- WORK INSTRUCTION: Scan the lines below for the string "impl". Reply with how many match, and no other words.

▼

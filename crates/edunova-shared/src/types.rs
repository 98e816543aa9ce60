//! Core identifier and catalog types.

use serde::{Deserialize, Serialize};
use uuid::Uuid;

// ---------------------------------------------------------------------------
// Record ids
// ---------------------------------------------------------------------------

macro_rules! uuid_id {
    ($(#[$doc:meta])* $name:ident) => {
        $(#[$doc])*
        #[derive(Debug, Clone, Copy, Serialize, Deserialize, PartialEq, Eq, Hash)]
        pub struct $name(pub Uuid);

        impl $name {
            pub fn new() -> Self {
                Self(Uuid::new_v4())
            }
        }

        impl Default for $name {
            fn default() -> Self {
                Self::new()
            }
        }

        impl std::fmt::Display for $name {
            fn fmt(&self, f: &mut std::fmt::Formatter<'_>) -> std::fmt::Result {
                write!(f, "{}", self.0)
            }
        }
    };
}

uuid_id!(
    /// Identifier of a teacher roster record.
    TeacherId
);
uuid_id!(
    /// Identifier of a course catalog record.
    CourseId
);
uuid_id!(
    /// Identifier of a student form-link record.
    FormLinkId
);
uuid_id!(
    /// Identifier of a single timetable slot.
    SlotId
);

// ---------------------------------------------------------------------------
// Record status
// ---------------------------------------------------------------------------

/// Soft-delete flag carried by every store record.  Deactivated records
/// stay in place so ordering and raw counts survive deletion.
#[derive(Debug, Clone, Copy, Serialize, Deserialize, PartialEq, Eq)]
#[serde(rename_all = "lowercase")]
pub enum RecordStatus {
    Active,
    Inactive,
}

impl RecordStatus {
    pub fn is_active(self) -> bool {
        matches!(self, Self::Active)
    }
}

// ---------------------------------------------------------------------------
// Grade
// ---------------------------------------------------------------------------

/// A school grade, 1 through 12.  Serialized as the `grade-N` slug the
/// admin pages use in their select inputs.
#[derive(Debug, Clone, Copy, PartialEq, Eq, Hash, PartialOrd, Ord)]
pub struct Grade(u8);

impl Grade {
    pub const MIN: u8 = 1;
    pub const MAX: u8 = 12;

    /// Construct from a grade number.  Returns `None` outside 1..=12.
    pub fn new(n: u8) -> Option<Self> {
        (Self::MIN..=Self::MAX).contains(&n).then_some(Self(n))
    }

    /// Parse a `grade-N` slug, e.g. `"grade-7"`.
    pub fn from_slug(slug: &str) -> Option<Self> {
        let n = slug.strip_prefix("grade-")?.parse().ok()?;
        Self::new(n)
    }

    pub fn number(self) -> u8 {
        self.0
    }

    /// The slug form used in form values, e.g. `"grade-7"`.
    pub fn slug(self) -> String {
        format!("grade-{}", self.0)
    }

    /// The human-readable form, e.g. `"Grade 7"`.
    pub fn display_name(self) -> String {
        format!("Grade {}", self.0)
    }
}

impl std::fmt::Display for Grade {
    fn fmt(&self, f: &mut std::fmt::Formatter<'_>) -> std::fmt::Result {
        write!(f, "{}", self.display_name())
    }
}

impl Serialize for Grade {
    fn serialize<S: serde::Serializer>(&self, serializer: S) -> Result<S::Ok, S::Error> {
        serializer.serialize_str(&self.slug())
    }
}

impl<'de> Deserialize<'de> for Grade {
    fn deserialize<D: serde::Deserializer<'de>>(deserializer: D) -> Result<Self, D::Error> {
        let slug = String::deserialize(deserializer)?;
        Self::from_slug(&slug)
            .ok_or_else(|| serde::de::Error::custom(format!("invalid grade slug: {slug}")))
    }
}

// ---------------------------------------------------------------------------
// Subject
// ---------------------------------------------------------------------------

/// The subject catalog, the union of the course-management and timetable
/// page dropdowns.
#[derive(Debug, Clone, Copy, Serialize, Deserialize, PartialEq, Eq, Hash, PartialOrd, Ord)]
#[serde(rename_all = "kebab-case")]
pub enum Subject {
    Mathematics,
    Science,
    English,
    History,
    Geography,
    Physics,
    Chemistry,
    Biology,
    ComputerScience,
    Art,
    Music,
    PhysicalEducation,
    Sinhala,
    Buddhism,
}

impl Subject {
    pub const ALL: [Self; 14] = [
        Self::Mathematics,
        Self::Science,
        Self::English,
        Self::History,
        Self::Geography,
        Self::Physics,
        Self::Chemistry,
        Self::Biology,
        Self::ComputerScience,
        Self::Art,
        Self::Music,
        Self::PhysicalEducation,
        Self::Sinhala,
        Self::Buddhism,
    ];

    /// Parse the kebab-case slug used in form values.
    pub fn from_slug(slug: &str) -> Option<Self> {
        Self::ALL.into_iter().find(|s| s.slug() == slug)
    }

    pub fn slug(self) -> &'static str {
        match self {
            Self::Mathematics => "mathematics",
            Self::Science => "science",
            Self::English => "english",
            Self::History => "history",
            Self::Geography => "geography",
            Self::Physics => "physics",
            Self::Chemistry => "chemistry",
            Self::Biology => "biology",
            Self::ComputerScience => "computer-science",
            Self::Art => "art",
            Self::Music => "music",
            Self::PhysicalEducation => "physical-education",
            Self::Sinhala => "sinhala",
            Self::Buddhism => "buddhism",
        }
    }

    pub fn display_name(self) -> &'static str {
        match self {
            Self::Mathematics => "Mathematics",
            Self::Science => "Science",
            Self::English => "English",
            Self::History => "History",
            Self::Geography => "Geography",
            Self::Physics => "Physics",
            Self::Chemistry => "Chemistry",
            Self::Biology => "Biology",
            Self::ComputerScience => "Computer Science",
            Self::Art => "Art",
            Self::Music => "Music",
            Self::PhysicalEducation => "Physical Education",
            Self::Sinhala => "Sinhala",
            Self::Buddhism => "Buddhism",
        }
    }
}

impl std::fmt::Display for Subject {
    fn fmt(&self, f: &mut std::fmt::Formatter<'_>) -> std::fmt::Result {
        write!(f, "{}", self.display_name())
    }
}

▲

- YOUR SOLUTION: 10